» **SUPPLIED DATA**

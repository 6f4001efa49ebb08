//! Check-in / check-out picker state (rendering-agnostic)

use chrono::{Duration, NaiveDate};

pub const DEFAULT_NIGHTS: u32 = 2;
pub const DEFAULT_MAX_NIGHTS: u32 = 30;

/// Which end of the stay the arrow keys move
#[derive(Debug, Clone, Copy, PartialEq, Eq)]
pub enum DateFocus {
    CheckIn,
    CheckOut,
}

/// Selected stay dates
///
/// Invariants: `check_in >= today`, `1 <= nights() <= max_nights`.
#[derive(Debug, Clone, PartialEq, Eq)]
pub struct DateRangeState {
    check_in: NaiveDate,
    check_out: NaiveDate,
    focus: DateFocus,
    today: NaiveDate,
    max_nights: u32,
}

impl DateRangeState {
    /// Start the stay tomorrow for `default_nights`
    pub fn new(today: NaiveDate, default_nights: u32, max_nights: u32) -> Self {
        let max_nights = max_nights.max(1);
        let nights = default_nights.clamp(1, max_nights);
        let check_in = today.succ_opt().unwrap_or(today);
        let check_out = add_days(check_in, nights as i64).unwrap_or(check_in);

        Self {
            check_in,
            check_out,
            focus: DateFocus::CheckIn,
            today,
            max_nights,
        }
    }

    pub fn check_in(&self) -> NaiveDate {
        self.check_in
    }

    pub fn check_out(&self) -> NaiveDate {
        self.check_out
    }

    pub fn focus(&self) -> DateFocus {
        self.focus
    }

    pub fn today(&self) -> NaiveDate {
        self.today
    }

    pub fn nights(&self) -> u32 {
        self.check_out
            .signed_duration_since(self.check_in)
            .num_days()
            .max(0) as u32
    }

    pub fn toggle_focus(&mut self) {
        self.focus = match self.focus {
            DateFocus::CheckIn => DateFocus::CheckOut,
            DateFocus::CheckOut => DateFocus::CheckIn,
        };
    }

    /// Move the focused date by `days`. Returns true if anything changed.
    ///
    /// Moving check-in carries check-out along so the stay length is kept.
    /// Check-out is clamped to `[check_in + 1, check_in + max_nights]`.
    pub fn shift_focused(&mut self, days: i64) -> bool {
        match self.focus {
            DateFocus::CheckIn => {
                let nights = self.nights() as i64;
                let Some(moved) = add_days(self.check_in, days) else {
                    return false;
                };
                let check_in = moved.max(self.today);
                let Some(check_out) = add_days(check_in, nights) else {
                    return false;
                };
                if check_in == self.check_in {
                    return false;
                }
                self.check_in = check_in;
                self.check_out = check_out;
                true
            }
            DateFocus::CheckOut => {
                let (Some(earliest), Some(latest), Some(moved)) = (
                    add_days(self.check_in, 1),
                    add_days(self.check_in, self.max_nights as i64),
                    add_days(self.check_out, days),
                ) else {
                    return false;
                };
                let check_out = moved.clamp(earliest, latest);
                if check_out == self.check_out {
                    return false;
                }
                self.check_out = check_out;
                true
            }
        }
    }

    /// Move the stay so it starts on `today` again if the day rolled over
    pub fn set_today(&mut self, today: NaiveDate) {
        self.today = today;
        if self.check_in < today {
            let nights = self.nights() as i64;
            self.check_in = today;
            self.check_out = add_days(today, nights).unwrap_or(today);
        }
    }
}

fn add_days(date: NaiveDate, days: i64) -> Option<NaiveDate> {
    date.checked_add_signed(Duration::days(days))
}
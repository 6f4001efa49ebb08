//! Guest and room counts for a search.

use serde::{Deserialize, Serialize};

/// Which counter a guest adjustment targets
#[derive(Debug, Clone, Copy, PartialEq, Eq, Hash)]
pub enum GuestField {
    Adults,
    Children,
    Rooms,
}

impl GuestField {
    pub const ALL: [GuestField; 3] = [GuestField::Adults, GuestField::Children, GuestField::Rooms];

    pub fn label(&self) -> &'static str {
        match self {
            GuestField::Adults => "Adults",
            GuestField::Children => "Children",
            GuestField::Rooms => "Rooms",
        }
    }
}

/// Upper bounds for the guest picker (lower bounds are fixed: 1 adult, 0 children, 1 room)
#[derive(Debug, Clone, Copy, PartialEq, Eq, Serialize, Deserialize)]
#[serde(default)]
pub struct GuestLimits {
    pub max_adults: u8,
    pub max_children: u8,
    pub max_rooms: u8,
}

impl Default for GuestLimits {
    fn default() -> Self {
        Self {
            max_adults: 16,
            max_children: 8,
            max_rooms: 8,
        }
    }
}

#[derive(Debug, Clone, Copy, PartialEq, Eq)]
pub struct GuestCounts {
    pub adults: u8,
    pub children: u8,
    pub rooms: u8,
}

impl Default for GuestCounts {
    fn default() -> Self {
        Self {
            adults: 2,
            children: 0,
            rooms: 1,
        }
    }
}

impl GuestCounts {
    pub fn total_guests(&self) -> u32 {
        self.adults as u32 + self.children as u32
    }

    pub fn get(&self, field: GuestField) -> u8 {
        match field {
            GuestField::Adults => self.adults,
            GuestField::Children => self.children,
            GuestField::Rooms => self.rooms,
        }
    }

    /// Allowed range for a field given the other counters.
    ///
    /// Every room needs at least one adult, so adults never drop below the
    /// room count and rooms never exceed the adult count.
    pub fn bounds(&self, field: GuestField, limits: &GuestLimits) -> (u8, u8) {
        let max_adults = limits.max_adults.max(1);
        match field {
            GuestField::Adults => (self.rooms.clamp(1, max_adults), max_adults),
            GuestField::Children => (0, limits.max_children),
            GuestField::Rooms => {
                let max_rooms = limits.max_rooms.min(self.adults).min(max_adults);
                (1, max_rooms.max(1))
            }
        }
    }

    /// Pull every counter inside `limits`, keeping at least one adult per room
    pub fn clamped(self, limits: &GuestLimits) -> Self {
        let adults = self.adults.clamp(1, limits.max_adults.max(1));
        let max_rooms = limits.max_rooms.min(adults).max(1);
        Self {
            adults,
            children: self.children.min(limits.max_children),
            rooms: self.rooms.clamp(1, max_rooms),
        }
    }

    /// Apply a delta to one counter, saturating at its bounds.
    /// Returns true if the counter changed.
    pub fn adjust(&mut self, field: GuestField, delta: i32, limits: &GuestLimits) -> bool {
        let (min, max) = self.bounds(field, limits);
        let current = self.get(field) as i32;
        let next = (current + delta).clamp(min as i32, max as i32) as u8;
        if next as i32 == current {
            return false;
        }

        match field {
            GuestField::Adults => self.adults = next,
            GuestField::Children => self.children = next,
            GuestField::Rooms => self.rooms = next,
        }
        true
    }
}
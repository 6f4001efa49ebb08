//! Check-in / check-out picker.

use crate::data::Panel;
use crate::format::format_nights;
use crate::frontend::tui::panel_block;
use crate::widgets::{DateFocus, DateRangeState};
use chrono::NaiveDate;
use ratatui::{
    buffer::Buffer,
    layout::Rect,
    style::{Color, Modifier, Style},
    text::{Line, Span},
    widgets::{Paragraph, Widget},
};

pub fn render(dates: &DateRangeState, area: Rect, buf: &mut Buffer, focused: bool) {
    let field = |label: &'static str, date: NaiveDate, which: DateFocus| {
        let active = focused && dates.focus() == which;
        let style = if active {
            Style::default()
                .fg(Color::Black)
                .bg(Color::Cyan)
                .add_modifier(Modifier::BOLD)
        } else {
            Style::default().fg(Color::White)
        };
        Line::from(vec![
            Span::styled(format!("{:<10}", label), Style::default().fg(Color::Gray)),
            Span::styled(format!(" {} ", date.format("%a %b %-d, %Y")), style),
        ])
    };

    let mut lines = vec![
        field("Check-in", dates.check_in(), DateFocus::CheckIn),
        field("Check-out", dates.check_out(), DateFocus::CheckOut),
        Line::from(Span::styled(
            format_nights(dates.nights()),
            Style::default().fg(Color::Yellow),
        )),
    ];
    if focused {
        lines.push(Line::from(Span::styled(
            "←/→ day  ↑/↓ week  Enter switch",
            Style::default().fg(Color::DarkGray),
        )));
    }

    Paragraph::new(lines)
        .block(panel_block(Panel::Dates.title(), focused))
        .render(area, buf);
}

» **YOUR GOAL**
Across all the entries above, count each line that has the word "label" in it, and give only the count.

» **SOLUTION TO THIS PROBLEM**
3